What you are asked to do: A verbatim transcript of the lines below, starting at the first and ending with the one that holds "self.path()", is what should be produced.

Data excerpts:
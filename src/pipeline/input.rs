//! Input resolution: a path, URL or byte buffer becomes a local PDF file.
//!
//! Both pdfium (rendering) and lopdf (outline writing) want the same file,
//! so every input is materialised on disk once. Downloads and in-memory
//! buffers live in a `TempDir` owned by [`ResolvedInput`]; dropping it
//! removes the file. The `%PDF` magic is checked up front so a stray HTML
//! error page fails here with [`Pdf2TocError::NotAPdf`] instead of deep in a
//! parser.

use crate::error::Pdf2TocError;
use std::io::Read;
use std::path::{Path, PathBuf};
use tempfile::TempDir;
use tracing::{debug, info};

/// A PDF available on the local file system.
pub enum ResolvedInput {
    /// The caller's own file.
    Local(PathBuf),
    /// Fetched from a URL into a temp directory.
    Downloaded { path: PathBuf, _temp_dir: TempDir },
    /// Spilled from an in-memory buffer into a temp directory.
    Spilled { path: PathBuf, _temp_dir: TempDir },
}

impl ResolvedInput {
    pub fn path(&self) -> &Path {
        match self {
            ResolvedInput::Local(p) => p,
            ResolvedInput::Downloaded { path, .. } | ResolvedInput::Spilled { path, .. } => path,
        }
    }

    /// File name used to derive the default output name.
    pub fn file_name(&self) -> String {
        self.path()
            .file_name()
            .map(|n| n.to_string_lossy().into_owned())
            .unwrap_or_else(|| "document.pdf".to_string())
    }
}

pub fn is_url(input: &str) -> bool {
    input.starts_with("http://") || input.starts_with("https://")
}

/// Resolve a path or HTTP(S) URL.
pub async fn resolve_input(input: &str, timeout_secs: u64) -> Result<ResolvedInput, Pdf2TocError> {
    if input.trim().is_empty() {
        return Err(Pdf2TocError::InvalidInput {
            input: input.to_string(),
        });
    }
    if is_url(input) {
        download_url(input, timeout_secs).await
    } else {
        resolve_local(Path::new(input))
    }
}

/// Write `bytes` to a managed temp file named `name`.
pub fn spill_bytes(bytes: &[u8], name: &str) -> Result<ResolvedInput, Pdf2TocError> {
    let temp_dir = TempDir::new().map_err(|e| Pdf2TocError::Internal(format!("tempdir: {e}")))?;
    let path = temp_dir.path().join(sanitize_file_name(name));
    check_magic(&path, bytes)?;
    std::fs::write(&path, bytes)
        .map_err(|e| Pdf2TocError::Internal(format!("tempfile write: {e}")))?;
    debug!("Spilled {} bytes to {}", bytes.len(), path.display());
    Ok(ResolvedInput::Spilled {
        path,
        _temp_dir: temp_dir,
    })
}

fn resolve_local(path: &Path) -> Result<ResolvedInput, Pdf2TocError> {
    let path = path.to_path_buf();
    if !path.exists() {
        return Err(Pdf2TocError::FileNotFound { path });
    }

    let mut file = match std::fs::File::open(&path) {
        Ok(f) => f,
        Err(e) if e.kind() == std::io::ErrorKind::PermissionDenied => {
            return Err(Pdf2TocError::PermissionDenied { path });
        }
        Err(_) => return Err(Pdf2TocError::FileNotFound { path }),
    };

    let mut head = [0u8; 4];
    let read = file.read(&mut head).unwrap_or(0);
    check_magic(&path, &head[..read])?;

    debug!("Resolved local PDF: {}", path.display());
    Ok(ResolvedInput::Local(path))
}

fn check_magic(path: &Path, bytes: &[u8]) -> Result<(), Pdf2TocError> {
    if bytes.starts_with(b"%PDF") {
        return Ok(());
    }
    let mut magic = [0u8; 4];
    let n = bytes.len().min(4);
    magic[..n].copy_from_slice(&bytes[..n]);
    Err(Pdf2TocError::NotAPdf {
        path: path.to_path_buf(),
        magic,
    })
}

async fn download_url(url: &str, timeout_secs: u64) -> Result<ResolvedInput, Pdf2TocError> {
    info!("Downloading PDF from: {}", url);

    let failed = |reason: String| Pdf2TocError::DownloadFailed {
        url: url.to_string(),
        reason,
    };

    let client = reqwest::Client::builder()
        .timeout(std::time::Duration::from_secs(timeout_secs))
        .build()
        .map_err(|e| failed(e.to_string()))?;

    let response = client.get(url).send().await.map_err(|e| {
        if e.is_timeout() {
            Pdf2TocError::DownloadTimeout {
                url: url.to_string(),
                secs: timeout_secs,
            }
        } else {
            failed(e.to_string())
        }
    })?;

    if !response.status().is_success() {
        return Err(failed(format!("HTTP {}", response.status())));
    }

    let bytes = response.bytes().await.map_err(|e| failed(e.to_string()))?;

    let temp_dir = TempDir::new().map_err(|e| Pdf2TocError::Internal(e.to_string()))?;
    let path = temp_dir.path().join(filename_from_url(url));
    check_magic(&path, &bytes)?;
    tokio::fs::write(&path, &bytes)
        .await
        .map_err(|e| Pdf2TocError::Internal(format!("Failed to write temp file: {e}")))?;

    info!("Downloaded {} bytes to {}", bytes.len(), path.display());
    Ok(ResolvedInput::Downloaded {
        path,
        _temp_dir: temp_dir,
    })
}

/// Last path segment of `url` when it names a file, else `downloaded.pdf`.
fn filename_from_url(url: &str) -> String {
    reqwest::Url::parse(url)
        .ok()
        .and_then(|parsed| {
            parsed
                .path_segments()
                .and_then(|mut segments| segments.next_back().map(str::to_string))
        })
        .filter(|last| !last.is_empty() && last.contains('.'))
        .map(|last| sanitize_file_name(&last))
        .unwrap_or_else(|| "downloaded.pdf".to_string())
}

fn sanitize_file_name(name: &str) -> String {
    let base = Path::new(name)
        .file_name()
        .map(|n| n.to_string_lossy().into_owned())
        .unwrap_or_default();
    if base.is_empty() {
        "document.pdf".to_string()
    } else {
        base
    }
}
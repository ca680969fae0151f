//! Progress-callback trait for per-page extraction events.
//!
//! Inject an [`Arc<dyn ExtractionProgressCallback>`] via
//! [`crate::config::ExtractionConfigBuilder::progress_callback`] to hear about
//! each page as it is rendered and read. This is how a host surfaces
//! page-level warnings ("page 4: no entries") and the final summary; the
//! library itself never prints.
//!
//! # Example
//!
//! ```rust
//! use edgequake_pdf2toc::{ExtractionConfig, ExtractionProgressCallback};
//! use std::sync::{Arc, atomic::{AtomicUsize, Ordering}};
//!
//! struct EntryCounter {
//!     entries: AtomicUsize,
//! }
//!
//! impl ExtractionProgressCallback for EntryCounter {
//!     fn on_page_complete(&self, _page_num: usize, _total: usize, entry_count: usize) {
//!         self.entries.fetch_add(entry_count, Ordering::SeqCst);
//!     }
//! }
//!
//! let counter = Arc::new(EntryCounter { entries: AtomicUsize::new(0) });
//! let config = ExtractionConfig::builder()
//!     .progress_callback(counter as Arc<dyn ExtractionProgressCallback>)
//!     .build()
//!     .unwrap();
//! ```

use std::sync::Arc;

/// Called by the extraction pipeline as it processes each page.
///
/// All methods default to no-ops. Implementations must be `Send + Sync`:
/// with `concurrency > 1` page events can arrive from several tasks at once.
pub trait ExtractionProgressCallback: Send + Sync {
    /// Called once, after the page range is resolved.
    fn on_run_start(&self, total_pages: usize) {
        let _ = total_pages;
    }

    /// Called before a page is rendered.
    ///
    /// * `page_num`: 1-indexed physical page number
    /// * `total_pages`: pages in the selected range
    fn on_page_start(&self, page_num: usize, total_pages: usize) {
        let _ = (page_num, total_pages);
    }

    /// Called when the model answered for a page. `entry_count` may be zero.
    fn on_page_complete(&self, page_num: usize, total_pages: usize, entry_count: usize) {
        let _ = (page_num, total_pages, entry_count);
    }

    /// Called when a page could not be rendered or its model call failed.
    fn on_page_error(&self, page_num: usize, total_pages: usize, error: String) {
        let _ = (page_num, total_pages, error);
    }

    /// Called once after every page in the range has been attempted.
    fn on_run_complete(&self, total_pages: usize, entry_count: usize) {
        let _ = (total_pages, entry_count);
    }
}

/// A no-op implementation for callers that don't need progress events.
pub struct NoopProgressCallback;

impl ExtractionProgressCallback for NoopProgressCallback {}

/// Convenience alias matching the type stored in [`crate::config::ExtractionConfig`].
pub type ProgressCallback = Arc<dyn ExtractionProgressCallback>;

#[cfg(test)]
mod tests {
    use super::*;
    use std::sync::atomic::{AtomicUsize, Ordering};

    #[derive(Default)]
    struct TrackingCallback {
        starts: AtomicUsize,
        completes: AtomicUsize,
        errors: AtomicUsize,
        entries: AtomicUsize,
    }

    impl ExtractionProgressCallback for TrackingCallback {
        fn on_page_start(&self, _page_num: usize, _total_pages: usize) {
            self.starts.fetch_add(1, Ordering::SeqCst);
        }

        fn on_page_complete(&self, _page_num: usize, _total_pages: usize, entry_count: usize) {
            self.completes.fetch_add(1, Ordering::SeqCst);
            self.entries.fetch_add(entry_count, Ordering::SeqCst);
        }

        fn on_page_error(&self, _page_num: usize, _total_pages: usize, _error: String) {
            self.errors.fetch_add(1, Ordering::SeqCst);
        }
    }

    #[test]
    fn noop_callback_does_not_panic() {
        let cb = NoopProgressCallback;
        cb.on_run_start(3);
        cb.on_page_start(1, 3);
        cb.on_page_complete(1, 3, 12);
        cb.on_page_error(2, 3, "render failed".into());
        cb.on_run_complete(3, 12);
    }

    #[test]
    fn tracking_callback_receives_events() {
        let tracker = TrackingCallback::default();

        tracker.on_page_start(4, 2);
        tracker.on_page_complete(4, 2, 7);
        tracker.on_page_start(5, 2);
        tracker.on_page_error(5, 2, "timeout".into());

        assert_eq!(tracker.starts.load(Ordering::SeqCst), 2);
        assert_eq!(tracker.completes.load(Ordering::SeqCst), 1);
        assert_eq!(tracker.errors.load(Ordering::SeqCst), 1);
        assert_eq!(tracker.entries.load(Ordering::SeqCst), 7);
    }
}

Output for this exercise:
filename src/pipeline/input.rs
//! Input resolution: a path, URL or byte buffer becomes a local PDF file.
//!
//! Both pdfium (rendering) and lopdf (outline writing) want the same file,
//! so every input is materialised on disk once. Downloads and in-memory
//! buffers live in a `TempDir` owned by [`ResolvedInput`]; dropping it
//! removes the file. The `%PDF` magic is checked up front so a stray HTML
//! error page fails here with [`Pdf2TocError::NotAPdf`] instead of deep in a
//! parser.

use crate::error::Pdf2TocError;
use std::io::Read;
use std::path::{Path, PathBuf};
use tempfile::TempDir;
use tracing::{debug, info};

/// A PDF available on the local file system.
pub enum ResolvedInput {
    /// The caller's own file.
    Local(PathBuf),
    /// Fetched from a URL into a temp directory.
    Downloaded { path: PathBuf, _temp_dir: TempDir },
    /// Spilled from an in-memory buffer into a temp directory.
    Spilled { path: PathBuf, _temp_dir: TempDir },
}

impl ResolvedInput {
    pub fn path(&self) -> &Path {
        match self {
            ResolvedInput::Local(p) => p,
            ResolvedInput::Downloaded { path, .. } | ResolvedInput::Spilled { path, .. } => path,
        }
    }

    /// File name used to derive the default output name.
    pub fn file_name(&self) -> String {
        self.path()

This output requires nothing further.